Author contributions: Zhang Y and Zhang Y drafted the manuscript; Li JX and Wang YL revised the manuscript for important intellectual content.
Supported by National Natural Science Foundation of China, No. 81503407; and Fundamental Research Funds for the Central Universities (Scientific Research Innovation Team), No. 2019-JYB-TD004.
Conflict-of-interest statement: The authors declare no conflicts of interest for this manuscript.
Open-Access: This article is an open-access article that was selected by an in-house editor and fully peer-reviewed by external reviewers. It is distributed in accordance with the Creative Commons Attribution NonCommercial (CC BY-NC 4.0) license, which permits others to distribute, remix, adapt, build upon this work non-commercially, and license their derivative works on different terms, provided the original work is properly cited and the use is non-commercial. See: http://creativecommons.org/Licenses/by-nc/4.0/
Corresponding author: Yun-Liang Wang, MD, PhD, Associate Chief Physician, Doctor, Department of Gastroenterology, Dong Fang Hospital, Beijing University of Chinese Medicine, No. 6 District 1 Fangxingyuan, Beijing 100078, China. yunliang_wang@sina.com
Received: March 12, 2021
Peer-review started: March 12, 2021
First decision: April 17, 2021
Revised: April 25, 2021
Accepted: June 22, 2021
Article in press: June 22, 2021
Published online: August 16, 2021

Abstract

Nonalcoholic fatty liver disease (NAFLD) is a chronic liver disease with a pathogenesis that has not been fully elucidated. With the development of the theory of the gut-liver axis and the deepening of related research, the role of the intestinal tract in the pathogenesis of NAFLD has been investigated more. Intestinal microbiota, intestinal metabolites, and intestinal epithelial and immune-based barriers constitute the intestinal environment, which uses crosstalk to maintain the homeostasis of the intestinal environment. This paper reviews the progress in the study of intestinal microbiota, intestinal environment, and NAFLD and suggests that repair of intestinal functional balance may be a new idea for early prevention and intervention of NAFLD.

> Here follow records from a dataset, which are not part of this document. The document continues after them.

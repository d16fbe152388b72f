use chrono::Utc;
use std::sync::Mutex;
use sysinfo::{Disks, Pid, System};
use tracing::debug;

use taskmill_domain::entities::{HostMetricSample, ProcessMetricSample};
use taskmill_domain::ports::MetricsSource;

/// 基于 sysinfo 的系统指标采集器
///
/// 对外无状态：内部的 `System` 只是 sysinfo 要求的采样缓存，
/// 用互斥锁保护后可被多个 worker 并发调用。
pub struct SystemMonitor {
    system: Mutex<System>,
}

impl SystemMonitor {
    pub fn new() -> Self {
        let mut system = System::new_all();
        // CPU 占用率依赖两次刷新之间的差值，先做一次基线刷新
        system.refresh_cpu();
        Self {
            system: Mutex::new(system),
        }
    }

    /// 根分区磁盘占用百分比；读不到时返回 0
    fn disk_usage_pct() -> f64 {
        let disks = Disks::new_with_refreshed_list();
        let root = disks
            .iter()
            .find(|d| d.mount_point() == std::path::Path::new("/"))
            .or_else(|| disks.iter().next());

        match root {
            Some(disk) if disk.total_space() > 0 => {
                let used = disk.total_space() - disk.available_space();
                used as f64 / disk.total_space() as f64 * 100.0
            }
            _ => 0.0,
        }
    }
}

impl Default for SystemMonitor {
    fn default() -> Self {
        Self::new()
    }
}

impl MetricsSource for SystemMonitor {
    fn sample_host(&self) -> HostMetricSample {
        let mut system = match self.system.lock() {
            Ok(guard) => guard,
            Err(poisoned) => poisoned.into_inner(),
        };
        system.refresh_cpu();
        system.refresh_memory();

        let cpu_pct = system.global_cpu_info().cpu_usage() as f64;
        let ram_pct = if system.total_memory() > 0 {
            system.used_memory() as f64 / system.total_memory() as f64 * 100.0
        } else {
            0.0
        };

        HostMetricSample {
            cpu_pct,
            ram_pct,
            disk_pct: Self::disk_usage_pct(),
            load1: System::load_average().one,
            gpu_pct: 0.0,
            recorded_at: Utc::now(),
        }
    }

    fn sample_process(&self, pid: u32) -> ProcessMetricSample {
        let mut system = match self.system.lock() {
            Ok(guard) => guard,
            Err(poisoned) => poisoned.into_inner(),
        };

        let pid = Pid::from_u32(pid);
        if !system.refresh_process(pid) {
            debug!("进程已退出，返回零值样本: pid={}", pid);
            return ProcessMetricSample {
                cpu_pct: 0.0,
                ram_pct: 0.0,
                disk_pct: 0.0,
                recorded_at: Utc::now(),
            };
        }

        let (cpu_pct, ram_pct) = match system.process(pid) {
            Some(process) => {
                let ram = if system.total_memory() > 0 {
                    process.memory() as f64 / system.total_memory() as f64 * 100.0
                } else {
                    0.0
                };
                (process.cpu_usage() as f64, ram)
            }
            None => (0.0, 0.0),
        };

        ProcessMetricSample {
            cpu_pct,
            ram_pct,
            disk_pct: 0.0,
            recorded_at: Utc::now(),
        }
    }
}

Key Words: Nonalcoholic fatty liver disease, Gut-liver axis, Intestinal microbiota, Metabolites, Intestinal homeostasis

Core Tip: Intestinal microbiota, intestinal metabolites, the intestinal epithelial barrier, and the immune barrier constitute the intestinal environment. The importance of intestinal homeostasis in the occurrence and development of nonalcoholic fatty liver disease (NAFLD) has been shown. Intestinal microbiota plays a leading role in maintaining the balance of the intestinal environment, but the complex interaction mechanism has not been elucidated fully. This article reviews the current research from the perspective of intestinal homeostasis and proposes that the repair of intestinal functional balance may be a new idea for early prevention and intervention of NAFLD.



INTRODUCTION

Nonalcoholic fatty liver disease (NAFLD) is one of the most common liver diseases[1], characterized by metabolic stress causing liver damage. Risk factors include insulin resistance and genetic susceptibility[2]. The primary pathological change is diffuse bullae steatosis in hepatocytes, which is similar to alcoholic liver disease but without a history of heavy drinking. NAFLD has a multifactorial and complex pathogenesis and diverse clinical manifestations[3]. The classical “two-hit” theory is not enough to explain the complex pathogenesis of NAFLD[4]. The “gut-liver axis” theory, which hypothesizes a bidirectional relationship between the intestinal tract and the liver, has become a prominent theory to explain the key role of metabolic disorders in the pathogenesis of many liver diseases[5-7]. The relationship between intestinal homeostasis and the occurrence and development of NALFD has also been gradually revealed due to this theory[8,9].

INTESTINAL ENVIRONMENT

The intestinal tract is an immune, metabolic, and nervous system organ, and its functional impairment plays an important role in the occurrence of many diseases, which can lead to death[10]. The intestinal tract is exposed to a variety of food components, antigens, symbiotic microorganisms, and pathogens. It is responsible for the digestion and absorption of nutrients and prevents harmful substances, such as pathogenic bacteria and toxins, from entering the circulation system through the intestinal tract[11]. Intestinal homeostasis constitutes a congenital protective barrier[12]. According to its composition, the intestinal barrier can be divided into an immune barrier, a mechanical barrier, a chemical barrier, and a biological barrier[13]. The immune barrier includes secretory immunoglobulin, lymphoid tissue, and mesenteric lymph node[14]. The mechanical barrier is composed of the mucus layer, intestinal epithelial cells, tight junctions between cells, and peristalsis function of the intestine. The chemical barrier is composed of gastric acid, bile, digestive enzymes, mucopolysaccharides, lysozyme, antimicrobial peptides, etc. The biological barrier refers to the microecosystem composed of the normal flora in the intestine. There are more than 4 billion microorganisms in the intestinal tract, and their metabolites can directly affect human health[15].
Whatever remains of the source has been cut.